The problem -> For the word "resolving", count the lines in the records below that include it and give only that number.
** Given records follows **
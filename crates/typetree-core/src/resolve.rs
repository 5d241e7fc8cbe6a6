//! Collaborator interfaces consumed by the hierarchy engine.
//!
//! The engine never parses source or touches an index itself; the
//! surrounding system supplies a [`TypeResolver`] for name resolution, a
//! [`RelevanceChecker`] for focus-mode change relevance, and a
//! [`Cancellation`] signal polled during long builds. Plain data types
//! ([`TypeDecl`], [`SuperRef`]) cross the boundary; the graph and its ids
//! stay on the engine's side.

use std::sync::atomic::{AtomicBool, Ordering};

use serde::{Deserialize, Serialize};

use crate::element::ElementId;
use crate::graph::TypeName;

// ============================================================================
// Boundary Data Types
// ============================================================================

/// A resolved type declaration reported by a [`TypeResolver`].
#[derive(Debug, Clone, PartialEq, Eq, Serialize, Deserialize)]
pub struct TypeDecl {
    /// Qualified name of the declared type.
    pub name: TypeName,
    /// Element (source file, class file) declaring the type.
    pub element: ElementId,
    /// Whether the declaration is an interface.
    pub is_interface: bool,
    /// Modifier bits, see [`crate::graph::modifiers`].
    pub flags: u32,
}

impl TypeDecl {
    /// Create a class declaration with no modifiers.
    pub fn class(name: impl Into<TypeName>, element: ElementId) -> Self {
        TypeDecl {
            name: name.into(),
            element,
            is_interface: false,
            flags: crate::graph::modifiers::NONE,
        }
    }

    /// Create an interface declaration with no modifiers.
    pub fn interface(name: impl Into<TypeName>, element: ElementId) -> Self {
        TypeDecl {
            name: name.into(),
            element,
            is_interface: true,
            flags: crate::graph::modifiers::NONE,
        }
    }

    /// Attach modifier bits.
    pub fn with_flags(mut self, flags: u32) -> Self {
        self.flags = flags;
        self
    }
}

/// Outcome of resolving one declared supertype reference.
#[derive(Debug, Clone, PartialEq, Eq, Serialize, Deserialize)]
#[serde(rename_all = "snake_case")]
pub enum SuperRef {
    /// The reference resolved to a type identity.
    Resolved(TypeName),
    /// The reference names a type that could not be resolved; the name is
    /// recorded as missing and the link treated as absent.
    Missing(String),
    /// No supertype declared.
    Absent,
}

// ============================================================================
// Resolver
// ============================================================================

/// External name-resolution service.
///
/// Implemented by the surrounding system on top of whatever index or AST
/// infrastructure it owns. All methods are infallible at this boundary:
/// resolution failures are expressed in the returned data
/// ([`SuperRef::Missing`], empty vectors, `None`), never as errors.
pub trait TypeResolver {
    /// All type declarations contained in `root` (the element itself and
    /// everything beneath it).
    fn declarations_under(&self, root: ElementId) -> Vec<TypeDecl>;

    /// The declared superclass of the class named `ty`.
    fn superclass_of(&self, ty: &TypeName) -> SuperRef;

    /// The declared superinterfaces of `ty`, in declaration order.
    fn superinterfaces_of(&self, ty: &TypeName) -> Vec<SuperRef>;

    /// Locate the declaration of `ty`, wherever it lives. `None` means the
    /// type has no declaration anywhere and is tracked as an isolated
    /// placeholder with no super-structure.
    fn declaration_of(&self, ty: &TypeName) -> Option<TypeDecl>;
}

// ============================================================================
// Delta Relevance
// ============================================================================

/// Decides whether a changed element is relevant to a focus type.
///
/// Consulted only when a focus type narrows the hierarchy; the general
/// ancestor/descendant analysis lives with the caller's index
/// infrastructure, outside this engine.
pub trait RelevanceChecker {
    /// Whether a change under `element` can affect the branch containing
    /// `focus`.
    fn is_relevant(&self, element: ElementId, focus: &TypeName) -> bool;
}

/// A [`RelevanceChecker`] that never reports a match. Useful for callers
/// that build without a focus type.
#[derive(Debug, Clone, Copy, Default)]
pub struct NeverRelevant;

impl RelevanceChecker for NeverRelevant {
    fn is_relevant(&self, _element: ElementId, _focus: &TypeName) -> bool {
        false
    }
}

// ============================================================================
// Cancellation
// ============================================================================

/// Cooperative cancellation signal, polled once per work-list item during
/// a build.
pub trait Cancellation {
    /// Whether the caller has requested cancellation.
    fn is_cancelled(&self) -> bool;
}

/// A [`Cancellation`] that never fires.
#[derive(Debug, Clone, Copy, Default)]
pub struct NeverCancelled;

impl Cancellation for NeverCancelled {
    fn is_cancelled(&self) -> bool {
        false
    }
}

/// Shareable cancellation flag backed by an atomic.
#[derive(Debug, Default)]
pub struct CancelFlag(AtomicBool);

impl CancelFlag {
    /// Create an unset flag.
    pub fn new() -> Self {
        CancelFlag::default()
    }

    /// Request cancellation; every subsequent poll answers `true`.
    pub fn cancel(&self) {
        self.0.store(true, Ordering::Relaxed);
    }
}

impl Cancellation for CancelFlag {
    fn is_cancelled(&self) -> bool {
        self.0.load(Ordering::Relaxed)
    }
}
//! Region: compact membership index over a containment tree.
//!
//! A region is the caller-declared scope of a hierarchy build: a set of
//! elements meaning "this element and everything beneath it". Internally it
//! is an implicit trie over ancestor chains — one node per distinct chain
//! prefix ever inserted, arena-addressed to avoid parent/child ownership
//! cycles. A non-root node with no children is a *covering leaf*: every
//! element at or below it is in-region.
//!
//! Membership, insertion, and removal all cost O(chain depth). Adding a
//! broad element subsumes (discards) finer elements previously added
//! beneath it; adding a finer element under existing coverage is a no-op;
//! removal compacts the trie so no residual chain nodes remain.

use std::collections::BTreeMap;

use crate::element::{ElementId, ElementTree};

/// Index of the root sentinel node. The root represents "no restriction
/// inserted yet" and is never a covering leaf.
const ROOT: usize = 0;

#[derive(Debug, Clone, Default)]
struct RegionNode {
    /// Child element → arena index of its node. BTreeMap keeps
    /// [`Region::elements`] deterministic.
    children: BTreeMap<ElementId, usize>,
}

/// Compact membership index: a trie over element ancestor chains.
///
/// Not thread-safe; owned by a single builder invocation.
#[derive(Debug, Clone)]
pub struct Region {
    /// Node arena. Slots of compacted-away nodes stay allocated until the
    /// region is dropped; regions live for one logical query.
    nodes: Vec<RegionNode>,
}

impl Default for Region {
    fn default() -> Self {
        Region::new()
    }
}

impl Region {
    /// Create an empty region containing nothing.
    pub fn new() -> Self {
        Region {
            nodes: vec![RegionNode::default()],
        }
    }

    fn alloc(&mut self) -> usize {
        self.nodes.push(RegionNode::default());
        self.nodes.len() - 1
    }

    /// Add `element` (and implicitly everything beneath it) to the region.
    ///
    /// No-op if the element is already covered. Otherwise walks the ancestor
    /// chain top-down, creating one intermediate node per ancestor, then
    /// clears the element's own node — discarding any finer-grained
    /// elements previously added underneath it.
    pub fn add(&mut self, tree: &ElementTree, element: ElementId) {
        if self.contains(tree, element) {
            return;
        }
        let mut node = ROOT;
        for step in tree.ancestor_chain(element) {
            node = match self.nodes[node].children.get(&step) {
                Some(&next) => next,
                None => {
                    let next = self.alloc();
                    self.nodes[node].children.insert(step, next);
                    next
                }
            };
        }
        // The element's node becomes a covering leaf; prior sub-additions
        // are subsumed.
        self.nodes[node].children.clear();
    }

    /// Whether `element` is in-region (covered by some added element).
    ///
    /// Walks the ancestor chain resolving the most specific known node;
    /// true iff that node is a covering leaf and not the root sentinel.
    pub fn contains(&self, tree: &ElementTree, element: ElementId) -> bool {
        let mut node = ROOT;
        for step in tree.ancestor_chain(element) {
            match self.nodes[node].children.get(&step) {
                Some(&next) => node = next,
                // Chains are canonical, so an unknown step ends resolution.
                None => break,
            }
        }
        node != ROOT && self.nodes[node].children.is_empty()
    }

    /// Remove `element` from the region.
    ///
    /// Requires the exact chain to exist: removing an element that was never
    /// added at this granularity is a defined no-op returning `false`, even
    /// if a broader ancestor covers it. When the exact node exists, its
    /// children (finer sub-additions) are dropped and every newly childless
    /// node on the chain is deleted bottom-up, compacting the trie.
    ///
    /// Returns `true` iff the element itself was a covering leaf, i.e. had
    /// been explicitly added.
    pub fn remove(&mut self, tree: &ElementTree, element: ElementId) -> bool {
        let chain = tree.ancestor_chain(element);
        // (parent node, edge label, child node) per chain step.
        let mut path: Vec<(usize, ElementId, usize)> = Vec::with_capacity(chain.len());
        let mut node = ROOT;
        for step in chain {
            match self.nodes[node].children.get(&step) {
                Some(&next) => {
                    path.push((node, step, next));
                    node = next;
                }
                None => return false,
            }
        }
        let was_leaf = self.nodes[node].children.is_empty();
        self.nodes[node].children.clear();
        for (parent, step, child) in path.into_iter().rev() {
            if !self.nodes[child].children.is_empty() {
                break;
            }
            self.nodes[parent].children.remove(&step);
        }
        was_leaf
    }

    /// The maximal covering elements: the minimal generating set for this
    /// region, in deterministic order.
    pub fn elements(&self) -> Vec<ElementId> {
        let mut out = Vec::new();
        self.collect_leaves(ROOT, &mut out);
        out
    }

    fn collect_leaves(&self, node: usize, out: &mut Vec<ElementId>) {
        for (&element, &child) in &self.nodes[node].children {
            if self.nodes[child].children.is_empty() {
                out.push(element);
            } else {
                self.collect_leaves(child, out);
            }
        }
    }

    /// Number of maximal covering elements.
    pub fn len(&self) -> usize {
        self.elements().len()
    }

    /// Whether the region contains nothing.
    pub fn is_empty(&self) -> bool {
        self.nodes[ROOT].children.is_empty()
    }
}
** End of Given records **
** Given records follows **
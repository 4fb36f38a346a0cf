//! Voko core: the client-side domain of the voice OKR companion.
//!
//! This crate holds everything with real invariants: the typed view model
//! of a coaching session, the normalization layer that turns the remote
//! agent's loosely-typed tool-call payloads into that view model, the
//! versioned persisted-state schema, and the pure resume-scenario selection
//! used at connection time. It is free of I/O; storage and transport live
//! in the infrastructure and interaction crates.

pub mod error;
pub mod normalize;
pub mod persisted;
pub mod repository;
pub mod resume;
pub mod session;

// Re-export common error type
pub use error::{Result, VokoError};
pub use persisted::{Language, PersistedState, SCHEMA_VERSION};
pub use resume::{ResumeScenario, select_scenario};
** End of Given records **
** Given records follows **
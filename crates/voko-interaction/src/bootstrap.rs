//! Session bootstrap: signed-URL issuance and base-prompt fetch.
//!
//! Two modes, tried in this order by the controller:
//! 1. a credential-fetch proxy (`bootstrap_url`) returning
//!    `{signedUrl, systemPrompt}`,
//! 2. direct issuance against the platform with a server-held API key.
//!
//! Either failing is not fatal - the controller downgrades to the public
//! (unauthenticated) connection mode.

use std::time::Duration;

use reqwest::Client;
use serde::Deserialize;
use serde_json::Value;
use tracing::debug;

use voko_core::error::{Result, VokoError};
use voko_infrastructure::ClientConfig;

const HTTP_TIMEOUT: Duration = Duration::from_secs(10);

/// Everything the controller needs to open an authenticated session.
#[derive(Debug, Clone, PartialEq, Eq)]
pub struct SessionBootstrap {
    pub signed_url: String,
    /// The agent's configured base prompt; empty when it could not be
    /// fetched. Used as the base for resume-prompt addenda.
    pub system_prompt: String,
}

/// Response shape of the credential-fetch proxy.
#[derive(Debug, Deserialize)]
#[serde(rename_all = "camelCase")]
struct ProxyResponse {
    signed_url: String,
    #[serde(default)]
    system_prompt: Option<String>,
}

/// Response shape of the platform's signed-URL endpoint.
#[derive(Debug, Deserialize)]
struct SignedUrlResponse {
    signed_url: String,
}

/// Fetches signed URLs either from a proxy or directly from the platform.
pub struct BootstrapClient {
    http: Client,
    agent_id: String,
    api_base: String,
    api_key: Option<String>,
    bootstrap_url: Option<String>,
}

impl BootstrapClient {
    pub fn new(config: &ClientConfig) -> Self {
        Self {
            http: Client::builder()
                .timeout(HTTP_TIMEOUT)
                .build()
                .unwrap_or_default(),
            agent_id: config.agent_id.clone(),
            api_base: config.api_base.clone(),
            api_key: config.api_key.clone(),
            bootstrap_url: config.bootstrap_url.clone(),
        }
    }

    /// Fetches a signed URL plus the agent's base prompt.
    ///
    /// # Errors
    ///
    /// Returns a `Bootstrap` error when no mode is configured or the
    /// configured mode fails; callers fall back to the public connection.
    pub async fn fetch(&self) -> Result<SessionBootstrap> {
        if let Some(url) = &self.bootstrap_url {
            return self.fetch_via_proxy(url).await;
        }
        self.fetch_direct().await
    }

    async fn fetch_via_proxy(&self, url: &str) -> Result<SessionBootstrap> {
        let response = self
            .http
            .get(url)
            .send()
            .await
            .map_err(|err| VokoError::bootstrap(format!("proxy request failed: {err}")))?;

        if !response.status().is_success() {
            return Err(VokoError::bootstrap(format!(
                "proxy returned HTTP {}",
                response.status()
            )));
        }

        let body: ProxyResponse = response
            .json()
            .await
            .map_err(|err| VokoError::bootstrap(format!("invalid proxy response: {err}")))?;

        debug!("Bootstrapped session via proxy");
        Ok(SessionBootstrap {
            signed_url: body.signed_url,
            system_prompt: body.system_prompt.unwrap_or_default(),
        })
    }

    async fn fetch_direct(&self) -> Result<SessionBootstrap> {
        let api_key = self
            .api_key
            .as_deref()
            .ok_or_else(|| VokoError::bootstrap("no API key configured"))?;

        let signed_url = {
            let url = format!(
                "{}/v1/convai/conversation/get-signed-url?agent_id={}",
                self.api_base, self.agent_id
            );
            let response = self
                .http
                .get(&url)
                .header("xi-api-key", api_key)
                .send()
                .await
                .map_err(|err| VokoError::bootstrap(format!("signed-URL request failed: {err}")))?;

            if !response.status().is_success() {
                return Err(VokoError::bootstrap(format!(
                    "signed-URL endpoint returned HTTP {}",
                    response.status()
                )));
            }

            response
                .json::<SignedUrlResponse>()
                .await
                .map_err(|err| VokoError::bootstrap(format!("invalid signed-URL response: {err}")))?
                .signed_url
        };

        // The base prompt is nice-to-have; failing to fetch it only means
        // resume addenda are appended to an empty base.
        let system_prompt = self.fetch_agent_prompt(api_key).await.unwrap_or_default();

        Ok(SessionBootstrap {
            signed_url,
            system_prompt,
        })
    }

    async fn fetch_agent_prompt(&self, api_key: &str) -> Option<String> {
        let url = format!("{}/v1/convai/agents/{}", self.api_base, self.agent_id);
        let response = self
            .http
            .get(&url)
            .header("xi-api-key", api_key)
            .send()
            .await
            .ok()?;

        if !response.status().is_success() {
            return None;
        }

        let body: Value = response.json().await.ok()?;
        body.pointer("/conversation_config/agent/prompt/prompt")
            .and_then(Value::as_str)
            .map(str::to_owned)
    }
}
** End of Given records **
Solution below -> 2